Many VLSI tools require the designer to manually specify which modules need to be analyzed for retiming.

In BOOM, the floating point units and the pipelined integer multiply unit are described combinationally and then padded to the requested latency with registers. In order to meet the desired clock frequency, the floating point units and the pipelined integer multiply unit must be register-retimed.

val mul_result = lhs.toSInt * rhs.toSInt

val mul_output_mux = MuxCase(
   UInt(0, 64), Array(
      FN(DW_64, FN_MUL)    -> mul_result(63,0),
      FN(DW_64, FN_MULH)   -> mul_result(127,64),
      FN(DW_64, FN_MULHU)  -> mul_result(127,64),
      FN(DW_64, FN_MULHSU) -> mul_result(127,64),
      FN(DW_32, FN_MUL)    -> Cat(Fill(32, mul_result(31)), mul_result(31,0)),
      FN(DW_32, FN_MULH)   -> Cat(Fill(32, mul_result(63)), mul_result(63,32)),
      FN(DW_32, FN_MULHU)  -> Cat(Fill(32, mul_result(63)), mul_result(63,32)),
      FN(DW_32, FN_MULHSU) -> Cat(Fill(32, mul_result(63)), mul_result(63,32))
))

io.out := ShiftRegister(mul_output_mux, imul_stages, io.valid)

Pipelining Configuration Options

Although BOOM does not provide high-level configurable-latency pipeline stages, BOOM does provide a few configuration options to help the implementor trade off CPI performance for cycle-time.

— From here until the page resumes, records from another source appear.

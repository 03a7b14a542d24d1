//! KvStore trait: the abstract interface for snapshot persistence.
//!
//! This trait allows the cart to be storage-agnostic. Implementations
//! include SQLite (primary) and in-memory (for tests).

use std::sync::Arc;

use async_trait::async_trait;

use crate::error::Result;

/// Async string key-value storage.
///
/// # Design Notes
///
/// - `get` returns `Ok(None)` when nothing is stored under the key.
/// - `set` durably replaces any prior value at the key.
/// - Implementations must be safe to call from any task; the cart calls
///   `set` from a single writer task, so no ordering between concurrent
///   `set`s is required of the backend.
#[async_trait]
pub trait KvStore: Send + Sync {
    /// Read the value stored under `key`.
    async fn get(&self, key: &str) -> Result<Option<String>>;

    /// Store `value` under `key`, replacing any prior value.
    async fn set(&self, key: &str, value: &str) -> Result<()>;
}

#[async_trait]
impl<S: KvStore + ?Sized> KvStore for Arc<S> {
    async fn get(&self, key: &str) -> Result<Option<String>> {
        (**self).get(key).await
    }

    async fn set(&self, key: &str, value: &str) -> Result<()> {
        (**self).set(key, value).await
    }
}

#[async_trait]
impl<S: KvStore + ?Sized> KvStore for Box<S> {
    async fn get(&self, key: &str) -> Result<Option<String>> {
        (**self).get(key).await
    }

    async fn set(&self, key: &str, value: &str) -> Result<()> {
        (**self).set(key, value).await
    }
}
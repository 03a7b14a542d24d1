//! Products and line items.

use serde::{Deserialize, Serialize};

use crate::types::ProductId;

/// A purchasable product as handed to the cart by the presentation layer.
///
/// This is a line item without a quantity. The cart trusts it to be valid.
#[derive(Debug, Clone, PartialEq, Serialize, Deserialize)]
pub struct Product {
    pub id: ProductId,
    pub title: String,
    pub image_url: String,
    /// Unit price, currency-agnostic.
    pub price: f64,
}

impl Product {
    pub fn new(
        id: impl Into<ProductId>,
        title: impl Into<String>,
        image_url: impl Into<String>,
        price: f64,
    ) -> Self {
        Self {
            id: id.into(),
            title: title.into(),
            image_url: image_url.into(),
            price,
        }
    }
}

/// One distinct product held in the cart.
///
/// `quantity` is the only field the cart mutates after creation. It is
/// signed: decrementing never removes the item, so it can reach zero or go
/// below.
#[derive(Debug, Clone, PartialEq, Serialize, Deserialize)]
pub struct LineItem {
    pub id: ProductId,
    pub title: String,
    pub image_url: String,
    pub price: f64,
    pub quantity: i64,
}

impl LineItem {
    /// Create a line item holding `quantity` units of `product`.
    pub fn from_product(product: Product, quantity: i64) -> Self {
        Self {
            id: product.id,
            title: product.title,
            image_url: product.image_url,
            price: product.price,
            quantity,
        }
    }

    /// `price * quantity` for this line.
    pub fn line_total(&self) -> f64 {
        self.price * self.quantity as f64
    }

    /// Replace the descriptive fields with fresher product metadata.
    pub(crate) fn refresh(&mut self, product: Product) {
        debug_assert_eq!(self.id, product.id);
        self.title = product.title;
        self.image_url = product.image_url;
        self.price = product.price;
    }
}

EnableFetchBufferFlowThrough

The Front-end fetches instructions and places them into a Fetch Buffer. The Back-end pulls instructions out of the Fetch Buffer and then decodes, renames, and dispatches the instructions into the Issue Queue. This Fetch Buffer can be optionally set to be a flow-through queue – instructions enqueued into the buffer can be immediately dequeued on the other side on the same clock cycle. Turning this option off forces all instructions to spend at least one cycle in the queue but decreases the critical path between instruction fetch and dispatch.

EnableBrResolutionRegister

The branch unit resolves branches, detects mispredictions, fans out the branch kill signal to all inflight Micro-Ops (UOPs), redirects the PC select stage to begin fetching down the correct path, and sends snapshot information to the branch predictor to reset its state properly so it can begin predicting down the correct path. Turning this option on delays the branch resolution by a cycle. In particular, this adds a cycle to the branch misprediction penalty (which is hopefully a rare event).

Functional Unit Latencies

The latencies of the pipelined floating point units and the pipelined integer multiplier unit can be modified. Currently, all floating point unit latencies are set to the latency of the longest floating point unit (i.e., the DFMA unit). This can be changed by setting the dfmaLatency in the FPUConfig class. Likewise, the integer multiplier is also set to the dfmaLatency. [1]

[1]The reason for this is that the imul unit is most likely sharing a write port with the DFMA unit and so must be padded out to the same length. However, this isn’t fundamental and there’s no reason an imul unit not sharing a write port with the FPUs should be constrained to their latencies.